"Aufbau" droht das Aus
15. April 2004Seit Monaten sucht der "Aufbau" nach einem Investor - bisher vergeblich. Jetzt reicht das Geld nicht einmal mehr für den Druck: die letzte Ausgabe (8.4.2004) erschien daher nur noch im Internet. Eine aus der Not geborene Idee, wie Ines Hirschfeld, Leiterin des Berliner Redaktionsbüros, erklärt: "Eine Online-Zeitschrift ist nicht wirklich unser Ziel - dafür hängen wir viel zu sehr an unserer klassischen Druckausgabe."
Doch dafür reichen die Mittel nicht mehr. Fördergelder und Spenden decken nur eine Hälfte der Kosten - für den Rest wird ein Partner benötigt. Bisher konnten die beiden Redaktionen in Berlin und in New York aber noch keinen Investor finden. Die Zeit eilt: "Wenn sich nicht in den nächsten Wochen eine Perspektive eröffnet, dann könnte der Aufbau dieses Jahr eingestellt werden", so Hirschfeld.
Zeitschrift für jüdische Emigranten
Erst vor kurzem hatte der "Aufbau" seinen 70. Geburtstag gefeiert. 1934 war in New York die erste Ausgabe erschienen. Zu einer Zeit, in der immer mehr jüdische Deutsche vor dem Nationalsozialismus in die USA flüchteten. Der "Aufbau" versorgte sie mit ersten praktischen Informationen: Jobs, Wohnungen und Tipps für Ankömmlinge in der Neuen Welt. Bald wurde daraus ein Wochenmagazin, in dem die Exilanten politische und kulturelle Debatten führten. Während des Kriegs stieg die Auflage auf 50.000 Exemplare an. Detailliert wurde über den Holocaust berichtet - inklusive der Veröffentlichung von Deportationslisten. Artikel, die auch in den Nürnberger Prozessen gegen die Verbrecher des Nazi-Regimes zitiert wurden. Prominente deutsche Juden wie Lion Feuchtwanger oder Albert Einstein zählten zu den Herausgebern des Blattes.

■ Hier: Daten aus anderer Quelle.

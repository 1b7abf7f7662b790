//! Application state for the Funnelflow control plane server.
//!
//! Holds the store, the engine and the services built on them. Each domain
//! router takes its service as state; health checks take the whole
//! [`AppState`].

use funnelflow_actions::Registry;
use std::sync::Arc;

use crate::config::AppConfig;
use crate::crypto::CredentialCipher;
use crate::engine::{ClientProvider, Engine, HttpClientProvider, RunWorker};
use crate::nats::RunPublisher;
use crate::services::{
    DiscoveryService, EventService, IntegrationService, SequenceService, WorkflowService,
};
use crate::store::Store;

/// Shared application state.
#[derive(Clone)]
pub struct AppState {
    pub store: Arc<dyn Store>,

    pub registry: Arc<Registry>,

    /// Application configuration
    pub config: Arc<AppConfig>,

    pub engine: Engine,

    /// Run notifications (optional)
    pub publisher: Option<RunPublisher>,

    pub integrations: IntegrationService,
    pub sequences: SequenceService,
    pub workflows: WorkflowService,
    pub events: EventService,
    pub discovery: DiscoveryService,

    /// Server start time for uptime calculation
    pub start_time: std::time::Instant,
}

impl AppState {
    /// Build the state with HTTP integration clients. The returned worker
    /// must be spawned for runs to execute.
    pub fn new(
        store: Arc<dyn Store>,
        registry: Arc<Registry>,
        cipher: CredentialCipher,
        config: AppConfig,
        publisher: Option<RunPublisher>,
    ) -> (Self, RunWorker) {
        let clients: Arc<dyn ClientProvider> = Arc::new(HttpClientProvider::new(cipher.clone()));
        Self::with_clients(store, registry, cipher, clients, config, publisher)
    }

    /// Like [`AppState::new`] with a caller-supplied client provider.
    pub fn with_clients(
        store: Arc<dyn Store>,
        registry: Arc<Registry>,
        cipher: CredentialCipher,
        clients: Arc<dyn ClientProvider>,
        config: AppConfig,
        publisher: Option<RunPublisher>,
    ) -> (Self, RunWorker) {
        let (engine, worker) = Engine::new(
            store.clone(),
            registry.clone(),
            clients.clone(),
            &config,
            publisher.clone(),
        );

        let integrations =
            IntegrationService::new(store.clone(), registry.clone(), cipher, clients.clone());
        let sequences = SequenceService::new(
            store.clone(),
            registry.clone(),
            clients,
            engine.executor.clone(),
            engine.throttle.clone(),
            &config,
        );
        let workflows = WorkflowService::new(store.clone(), engine.recovery.clone());
        let events = EventService::new(registry.clone(), engine.sequencer.clone());
        let discovery = DiscoveryService::new(registry.clone(), engine.resources.clone());

        let state = Self {
            store,
            registry,
            config: Arc::new(config),
            engine,
            publisher,
            integrations,
            sequences,
            workflows,
            events,
            discovery,
            start_time: std::time::Instant::now(),
        };
        (state, worker)
    }

    /// Get the server uptime in seconds.
    pub fn uptime_seconds(&self) -> u64 {
        self.start_time.elapsed().as_secs()
    }

    /// Check if NATS is configured and connected.
    pub fn has_nats(&self) -> bool {
        self.publisher.is_some()
    }
}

In den ersten Jahrzehnten nach dem Krieg blieb die Auflage hoch. Und das nicht nur wegen der Rubrik "Gesucht wird…", dank der Familien wieder zusammen fanden. Der kulturelle Austausch zwischen Deutschland und den USA sowie die Aufarbeitung der Geschichte waren Hauptanliegen der Zeitschrift. Noch heute prägen diese Debatten das Blatt: Die aktuelle Ausgabe beschäftigt sich mit dem "Krieg gegen Terror", den jüngsten Attentaten sowie den transatlantischen Meinungsverschiedenheiten. Zuletzt erschien der Aufbau in einer Auflage von 10.000 Stück, die etwa zu gleichen Teilen in den USA und in Deutschland verkauft wurden.
Die Zielgruppe stirbt aus
Doch Juden, die ebenso den USA wie Europa verbunden sind, gibt es immer weniger. Vor allem in den USA bricht dem "Aufbau" die Zielgruppe weg: "Die traditionelle Leserschaft stirbt aus", sagt Ines Hirschfeld. "Wir müssen uns überlegen, wie wir die zweite und dritte Generation erreichen können, die keine Bindung an Deutschland mehr haben." Sie sind in den USA sozialisiert und haben zunehmend weniger Interesse an Deutschland - und damit auch am "Aufbau". In Deutschland sieht es zwar etwas besser aus - hier konnte der Aufbau nach der Eröffnung einer Berliner Redaktion 2002 neue Leser gewinnen. Aber das reicht nicht: Ohne einen Investor bleibt vom "Aufbau" nur Geschichte. Und eine Archiv-Webseite.